2407 metri di altezza e un panorama così grandioso da lasciare senza fiato. Il trekking al Sasso Bianco è un giro strepitoso che permette di ammirare le più belle cime delle Dolomiti senza troppa fatica (eccezione fatta per i 1200 metri di dislivello).
Ti raccontiamo come fare un giro ad anello davvero fantastico!
Da Caracoi Agoin a Bramezza
Parcheggiamo l’auto nei pressi del microscopico parcheggio di Caracoi Agoin (1256 mslm) e imbocchiamo subito il sentiero che sale verso il monte. Il sentiero è segnalato CAI ma non è numerato, e passa dapprima per un “tetto” roccioso e poi per un piccolo ponte che attraversa l’impetuoso Ru de Molin, prima di continuare in morbida salita.

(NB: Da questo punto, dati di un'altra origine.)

use pgext_core::{
    abort, BridgeError, SPI_OK_CONNECT, SPI_OK_DELETE, SPI_OK_FINISH, SPI_OK_INSERT,
    SPI_OK_SELECT, SPI_OK_UPDATE,
};

use crate::cursor::Cursor;
use crate::SpiHost;

/// An open SPI connection.
pub struct Spi<'h, H: SpiHost + ?Sized> {
    host: &'h H,
}

impl<'h, H: SpiHost + ?Sized> Spi<'h, H> {
    /// Connects to SPI. A refused connection aborts the call.
    pub fn connect(host: &'h H) -> Self {
        let code = host.spi_connect();
        if code != SPI_OK_CONNECT {
            abort(BridgeError::UnexpectedResultCode {
                operation: "SPI_connect",
                code,
            });
        }
        tracing::debug!("SPI connected");
        Self { host }
    }

    /// Runs a read statement and returns a cursor over its rows.
    pub fn query<const N: usize>(self, sql: &str) -> Cursor<'h, H, N> {
        self.query_with_limit(sql, 0)
    }

    /// Like `query`, returning at most `limit` rows (0: no limit).
    pub fn query_with_limit<const N: usize>(self, sql: &str, limit: i64) -> Cursor<'h, H, N> {
        tracing::debug!(sql, limit, "SPI query");
        let code = self.host.spi_execute(sql, true, limit);
        if code != SPI_OK_SELECT {
            abort(BridgeError::UnexpectedResultCode {
                operation: "SPI_execute",
                code,
            });
        }
        let Some(table) = self.host.spi_tuptable() else {
            abort(BridgeError::MissingResultDescriptor);
        };
        let natts = table.tupdesc.natts();
        if natts != N {
            abort(BridgeError::ArityMismatch {
                declared: N,
                actual: natts,
            });
        }
        let total = self.host.spi_processed().min(table.numvals());
        Cursor::new(self, table, total)
    }

    /// Runs a write statement and finishes the connection.
    ///
    /// True when the host reports an insert, update or delete.
    pub fn execute(self, sql: &str) -> bool {
        tracing::debug!(sql, "SPI execute");
        let code = self.host.spi_execute(sql, false, 0);
        let processed = self.host.spi_processed();
        self.finish();
        let ok = matches!(code, SPI_OK_INSERT | SPI_OK_UPDATE | SPI_OK_DELETE);
        tracing::debug!(code, processed, ok, "SPI execute done");
        ok
    }

    pub fn host(&self) -> &'h H {
        self.host
    }

    /// Closes the connection.
    pub fn finish(self) {
        let code = self.host.spi_finish();
        if code != SPI_OK_FINISH {
            abort(BridgeError::UnexpectedResultCode {
                operation: "SPI_finish",
                code,
            });
        }
        tracing::debug!("SPI finished");
    }
}

/// Connects and runs a read statement.
pub fn query<'h, H: SpiHost + ?Sized, const N: usize>(host: &'h H, sql: &str) -> Cursor<'h, H, N> {
    Spi::connect(host).query(sql)
}

/// Connects and runs a write statement.
pub fn execute<H: SpiHost + ?Sized>(host: &H, sql: &str) -> bool {
    Spi::connect(host).execute(sql)
}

In circa 30 minuti arriviamo al piccolo borgo di Bramezza (1452 mslm). Piccolo, isolato, solitario e super panoramico, in una parola: incredibile. Camminare per le viuzze di questa deliziosa frazione significa lasciarsi rapire dai suoi stupendi scorci, con la splendida parete ovest del Monte Civetta e il Lago di Alleghe in pole position.
La grande fontana del paese del 1916, i tabià ristrutturati, i balconi fioriti: tutto è capace di catapultarci immediatamente in un’altra dimensione, dove la natura regna sovrana silenziosa sugli avamposti dell’uomo.
In realtà si dice che a Bramezza abitassero alcuni prigionieri turchi della Serenissima Repubblica di Venezia dopo la battaglia di Lepanto. Per questo motivo, sul tetto di una casa si vedono due camini rotondi, molto diversi dall’abituale architettura alpina, che vengono chiamati appunto “camini turchi”. Anche la stessa topomastica di Caracoi Agoign e Caracoi Cimai, sembrerebbe confermare questa ipotesi: “kara köy” significa “villaggio nero” in turco.
Casera Bur (1632 mslm)
Continuiamo la salita lungo il sentiero fino a raggiungere un cartello che indica di prendere a sinistra verso Casera Bur e cima del Sasso Bianco. In meno di 20 minuti arriviamo nel bellissimo pianoro della Casera Bur (1632 mslm). Il nostro amore per i bivacchi è noto e non resistiamo dal curiosare l’interno della casera.
L’edificio è davvero ampio e composto da due stanze separate. Una parte è adibita a legnaia, con un grande ripostiglio, mentre nell’altra si trova la cucina con stufa economia e alcune vettovaglie. Una scala in legno porta al piano superiore nel sottotetto, dove ci sono due letti con materassi (che hanno visto tempi decisamente migliori), due comodini (davvero!) e stop.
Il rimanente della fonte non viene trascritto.